Fig 5 illustrates the phase diagram in the Pm- γ parameter space for the third-order system with γ<0 (M = 1), where it can be roughly divided into three areas again. Now we use I to indicate stable fixed point, II to represent system collapse, and III to show very complicated dynamical behaviors with different colors including periodic orbits (orange-yellow), quasi-periodic orbits (red), and chaos (yellow). The area of quasi-periodic motions is located only in the small region of the left corner of area III. As there are periodic windows in the chaotic regions, the areas for periodic orbits and chaotic orbits are scattered and interlaced within area III. We will go to more details in the subsequent parts.

Fig 5. Phase diagram for γ<0 in the third-order power system.

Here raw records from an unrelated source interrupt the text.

//! Classic (little-endian) TIFF writer for pyramid tile export.
//!
//! Lays tiles out striped (`ROWS_PER_STRIP`) or tiled (tags 322/323) per the
//! caller's declared [`Layout`], reusing [`crate::codec::Codec`] for the
//! sample-plane compression (RAW/LZW/PackBits/Zip).

use crate::codec::Codec;
use crate::raster::{ImageSource, Raster};
use anyhow::{Result, bail};
use byteorder::{LittleEndian, WriteBytesExt};
use rok4_core::Blob;
use std::io::Write;

/// How the encoded samples are chunked into byte runs.
#[derive(Debug, Clone, Copy, PartialEq, Eq)]
pub enum Layout {
	Striped { rows_per_strip: u32 },
	Tiled { tile_width: u32, tile_height: u32 },
}

const TAG_IMAGE_WIDTH: u16 = 256;
const TAG_IMAGE_LENGTH: u16 = 257;
const TAG_BITS_PER_SAMPLE: u16 = 258;
const TAG_COMPRESSION: u16 = 259;
const TAG_PHOTOMETRIC: u16 = 262;
const TAG_STRIP_OFFSETS: u16 = 273;
const TAG_SAMPLES_PER_PIXEL: u16 = 277;
const TAG_ROWS_PER_STRIP: u16 = 278;
const TAG_STRIP_BYTE_COUNTS: u16 = 279;
const TAG_PLANAR_CONFIG: u16 = 284;
const TAG_SAMPLE_FORMAT: u16 = 339;
const TAG_TILE_WIDTH: u16 = 322;
const TAG_TILE_LENGTH: u16 = 323;
const TAG_TILE_OFFSETS: u16 = 324;
const TAG_TILE_BYTE_COUNTS: u16 = 325;

const TYPE_SHORT: u16 = 3;
const TYPE_LONG: u16 = 4;

#[derive(Debug, Clone, Copy, PartialEq, Eq)]
enum SampleKind {
	UInt8,
	Float32,
}

/// Encodes `raster` as a one-IFD classic TIFF.
///
/// # Errors
/// Returns an error if `layout` doesn't evenly divide the image, or the
/// underlying codec fails.
pub fn encode(raster: &Raster, codec: Codec, layout: Layout, sample_kind: SampleKindArg) -> Result<Blob> {
	let width = raster.width();
	let height = raster.height();
	let channels = raster.channels();
	let kind = match sample_kind {
		SampleKindArg::UInt8 => SampleKind::UInt8,
		SampleKindArg::Float32 => SampleKind::Float32,
	};
	let bytes_per_sample: u32 = match kind {
		SampleKind::UInt8 => 1,
		SampleKind::Float32 => 4,
	};

	let chunks = match layout {
		Layout::Striped { rows_per_strip } => {
			if rows_per_strip == 0 {
				bail!("rows_per_strip must be positive");
			}
			strip_chunks(raster, rows_per_strip, kind)
		}
		Layout::Tiled { tile_width, tile_height } => {
			if width as u32 % tile_width != 0 || height as u32 % tile_height != 0 {
				bail!("tiled TIFF layout {tile_width}x{tile_height} does not evenly divide {width}x{height}");
			}
			tile_chunks(raster, tile_width, tile_height, kind)
		}
	};

	let encoded: Result<Vec<Blob>> = chunks.iter().map(|bytes| codec.encode(bytes)).collect();
	let encoded = encoded?;

	let mut out = Vec::new();
	out.write_u16::<LittleEndian>(0x4949).unwrap(); // "II", little-endian
	out.write_u16::<LittleEndian>(42).unwrap();
	out.write_u32::<LittleEndian>(8).unwrap(); // IFD follows the 8-byte header

	let mut entries: Vec<(u16, u16, u32, Vec<u8>)> = Vec::new();
	entries.push(short_entry(TAG_IMAGE_WIDTH, width as u32));
	entries.push(short_entry(TAG_IMAGE_LENGTH, height as u32));
	entries.push(array_entry(TAG_BITS_PER_SAMPLE, TYPE_SHORT, vec![u32::from(bytes_per_sample) * 8; channels as usize]));
	entries.push(short_entry(TAG_COMPRESSION, compression_code(codec)));
	entries.push(short_entry(TAG_PHOTOMETRIC, if channels >= 3 { 2 } else { 1 }));
	entries.push(short_entry(TAG_SAMPLES_PER_PIXEL, u32::from(channels)));
	entries.push(short_entry(TAG_PLANAR_CONFIG, 1));
	entries.push(array_entry(TAG_SAMPLE_FORMAT, TYPE_SHORT, vec![sample_format_code(kind); channels as usize]));

	match layout {
		Layout::Striped { rows_per_strip } => entries.push(short_entry(TAG_ROWS_PER_STRIP, rows_per_strip)),
		Layout::Tiled { tile_width, tile_height } => {
			entries.push(short_entry(TAG_TILE_WIDTH, tile_width));
			entries.push(short_entry(TAG_TILE_LENGTH, tile_height));
		}
	}

	// Data immediately follows the IFD and its out-of-line value arrays; the
	// exact offset is only known once the IFD's own size is fixed, so we
	// reserve placeholder offset/length tags now and patch them after writing
	// everything else.
	let offsets_tag = match layout {
		Layout::Striped { .. } => TAG_STRIP_OFFSETS,
		Layout::Tiled { .. } => TAG_TILE_OFFSETS,
	};
	let counts_tag = match layout {
		Layout::Striped { .. } => TAG_STRIP_BYTE_COUNTS,
		Layout::Tiled { .. } => TAG_TILE_BYTE_COUNTS,
	};
	entries.push(array_entry(offsets_tag, TYPE_LONG, vec![0; encoded.len()]));
	entries.push(array_entry(counts_tag, TYPE_LONG, encoded.iter().map(|b| b.len() as u32).collect()));

	entries.sort_by_key(|(tag, ..)| *tag);

	let ifd_entry_count = entries.len();
	let ifd_size = 2 + ifd_entry_count * 12 + 4;
	let mut out_of_line = Vec::new();
	let ifd_start = out.len();
	let data_would_start_at = ifd_start + ifd_size;

	let mut out_of_line_base = data_would_start_at;
	let mut resolved_entries = Vec::with_capacity(ifd_entry_count);
	for (tag, ty, count, bytes) in entries {
		if bytes.len() <= 4 {
			let mut inline = bytes.clone();
			inline.resize(4, 0);
			resolved_entries.push((tag, ty, count, inline, None));
		} else {
			let offset = out_of_line_base;
			out_of_line_base += bytes.len();
			out_of_line.extend_from_slice(&bytes);
			resolved_entries.push((tag, ty, count, (offset as u32).to_le_bytes().to_vec(), Some(())));
		}
	}

	let data_start = out_of_line_base;

	out.write_u16::<LittleEndian>(ifd_entry_count as u16).unwrap();
	for (tag, ty, count, value_bytes, _) in &resolved_entries {
		out.write_u16::<LittleEndian>(*tag).unwrap();
		out.write_u16::<LittleEndian>(*ty).unwrap();
		out.write_u32::<LittleEndian>(*count).unwrap();
		out.write_all(value_bytes).unwrap();
	}
	out.write_u32::<LittleEndian>(0).unwrap(); // no further IFD

	out.extend_from_slice(&out_of_line);

	let mut chunk_offsets = Vec::with_capacity(encoded.len());
	let mut cursor = data_start as u32;
	for blob in &encoded {
		chunk_offsets.push(cursor);
		out.extend_from_slice(blob.as_slice());
		cursor += blob.len() as u32;
	}

	patch_offsets_tag(&mut out, ifd_start, offsets_tag, &chunk_offsets);

	Ok(Blob::from(out))
}

/// Which numeric representation the raster's samples carry, as distinct from
/// [`crate::raster::Raster`]'s internal `f32` widening.
#[derive(Debug, Clone, Copy, PartialEq, Eq)]
pub enum SampleKindArg {
	UInt8,
	Float32,
}

fn compression_code(codec: Codec) -> u32 {
	match codec {
		Codec::Raw => 1,
		Codec::Lzw => 5,
		Codec::PackBits => 32773,
		Codec::Zip => 8,
	}
}

fn sample_format_code(kind: SampleKind) -> u32 {
	match kind {
		SampleKind::UInt8 => 1,
		SampleKind::Float32 => 3,
	}
}

fn short_entry(tag: u16, value: u32) -> (u16, u16, u32, Vec<u8>) {
	(tag, TYPE_LONG, 1, value.to_le_bytes().to_vec())
}

fn array_entry(tag: u16, ty: u16, values: Vec<u32>) -> (u16, u16, u32, Vec<u8>) {
	let count = values.len() as u32;
	let mut bytes = Vec::new();
	for v in values {
		match ty {
			TYPE_SHORT => bytes.write_u16::<LittleEndian>(v as u16).unwrap(),
			TYPE_LONG => bytes.write_u32::<LittleEndian>(v).unwrap(),
			_ => unreachable!("only SHORT/LONG arrays are written"),
		}
	}
	(tag, ty, count, bytes)
}

fn patch_offsets_tag(out: &mut [u8], ifd_start: usize, tag: u16, offsets: &[u32]) {
	let entry_count = u16::from_le_bytes([out[ifd_start], out[ifd_start + 1]]) as usize;
	for i in 0..entry_count {
		let entry_start = ifd_start + 2 + i * 12;
		let entry_tag = u16::from_le_bytes([out[entry_start], out[entry_start + 1]]);
		if entry_tag != tag {
			continue;
		}
		let value_offset_field = entry_start + 8;
		if offsets.len() <= 1 {
			out[value_offset_field..value_offset_field + 4].copy_from_slice(&offsets.first().copied().unwrap_or(0).to_le_bytes());
		} else {
			let array_offset = u32::from_le_bytes([
				out[value_offset_field],
				out[value_offset_field + 1],
				out[value_offset_field + 2],
				out[value_offset_field + 3],
			]) as usize;
			for (i, &offset) in offsets.iter().enumerate() {
				let at = array_offset + i * 4;
				out[at..at + 4].copy_from_slice(&offset.to_le_bytes());
			}
		}
		return;
	}
}

fn strip_chunks(raster: &Raster, rows_per_strip: u32, kind: SampleKind) -> Vec<Vec<u8>> {
	let height = raster.height();
	let rows_per_strip = rows_per_strip as usize;
	let mut chunks = Vec::new();
	let mut y = 0;
	while y < height {
		let take = rows_per_strip.min(height - y);
		let mut bytes = Vec::new();
		for row in y..y + take {
			append_row(&mut bytes, raster.row(row), kind);
		}
		chunks.push(bytes);
		y += take;
	}
	chunks
}

fn tile_chunks(raster: &Raster, tile_width: u32, tile_height: u32, kind: SampleKind) -> Vec<Vec<u8>> {
	let width = raster.width();
	let height = raster.height();
	let channels = raster.channels() as usize;
	let tile_width = tile_width as usize;
	let tile_height = tile_height as usize;

	let mut chunks = Vec::new();
	let mut ty = 0;
	while ty < height {
		let mut tx = 0;
		while tx < width {
			let mut bytes = Vec::new();
			for row in ty..ty + tile_height {
				let source_row = raster.row(row.min(height - 1));
				let start = tx * channels;
				let end = ((tx + tile_width).min(width)) * channels;
				append_row(&mut bytes, &source_row[start..end], kind);
				let padding = (tile_width - (end - start) / channels) * channels;
				bytes.resize(bytes.len() + padding * bytes_per_sample(kind), 0);
			}
			chunks.push(bytes);
			tx += tile_width;
		}
		ty += tile_height;
	}
	chunks
}

fn bytes_per_sample(kind: SampleKind) -> usize {
	match kind {
		SampleKind::UInt8 => 1,
		SampleKind::Float32 => 4,
	}
}

fn append_row(out: &mut Vec<u8>, samples: &[f32], kind: SampleKind) {
	match kind {
		SampleKind::UInt8 => out.extend(samples.iter().map(|&v| v.round().clamp(0.0, 255.0) as u8)),
		SampleKind::Float32 => {
			for &v in samples {
				out.write_f32::<LittleEndian>(v).unwrap();
			}
		}
	}
}

#[cfg(test)]
mod tests {
	use super::*;

	fn ramp(width: usize, height: usize, channels: u8) -> Raster {
		let data: Vec<f32> = (0..width * height * channels as usize).map(|i| (i % 256) as f32).collect();
		Raster::new(width, height, channels, vec![0.0; channels as usize], data).unwrap()
	}

	#[test]
	fn striped_raw_has_a_valid_header() {
		let raster = ramp(8, 8, 1);
		let blob = encode(&raster, Codec::Raw, Layout::Striped { rows_per_strip: 4 }, SampleKindArg::UInt8).unwrap();
		let bytes = blob.as_slice();
		assert_eq!(&bytes[0..4], &[0x49, 0x49, 42, 0]);
	}

	#[test]
	fn tiled_layout_rejects_non_dividing_tile_size() {
		let raster = ramp(10, 10, 1);
		let result = encode(&raster, Codec::Raw, Layout::Tiled { tile_width: 3, tile_height: 3 }, SampleKindArg::UInt8);
		assert!(result.is_err());
	}

	#[test]
	fn tiled_layout_produces_one_chunk_per_tile() {
		let raster = ramp(8, 8, 1);
		let blob = encode(&raster, Codec::PackBits, Layout::Tiled { tile_width: 4, tile_height: 4 }, SampleKindArg::UInt8).unwrap();
		assert!(!blob.as_slice().is_empty());
	}
}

Here area I indicates stable fixed point, II represents explosive solutions for system collapse, and III shows very rich dynamics, such as periodic orbits (orange-yellow), chaos (yellow), and quasi-periodic orbits (red and at the left corner of III, indicated by the capital letters QP). In addition, the theoretic results for the saddle-node bifurcation (the horizontal line) and the supercritical Hopf bifurcation (the curved line) have been superimposed with two dashed lines, showing perfect fits with the numerical results. Clearly a constant critical parameter PmSNB = 1.299 still exists, the same as in Fig 2(B) for γ>0. In a sharp contrast to all these, the second-order power system is quite simple; the whole parameter space is occupied by the explosive solution.

For the sake of brevity, several different parameter values corresponding to the typical dynamic behaviors are selected within different parameter areas. For example, within area I as the mechanical power Pm and the damping coefficient γ equal 1.2 and −0.117, respectively, the system clearly shows a stable fixed point (Fig 6). This finding verifies that we can still find a large parameter region outside of the traditional region for γ>0 as shown in Fig 2. This new region for a stable equilibrium point with negative damping is of great significance for our understanding of dynamical behaviors and proper operation in power systems, and it can be viewed as one key difference to the second-order power system.

Fig 6. Dynamical behavior of the stable equilibrium state.

The time-series diagrams [(a)-(c)] and trajectory diagram in the phase space (d) for parameters within area I in Fig 5(B); Pm = 1.2 and γ = −0.117. Clearly here the equilibrium state persists for negative damping; this is one of key differences with the second-order system.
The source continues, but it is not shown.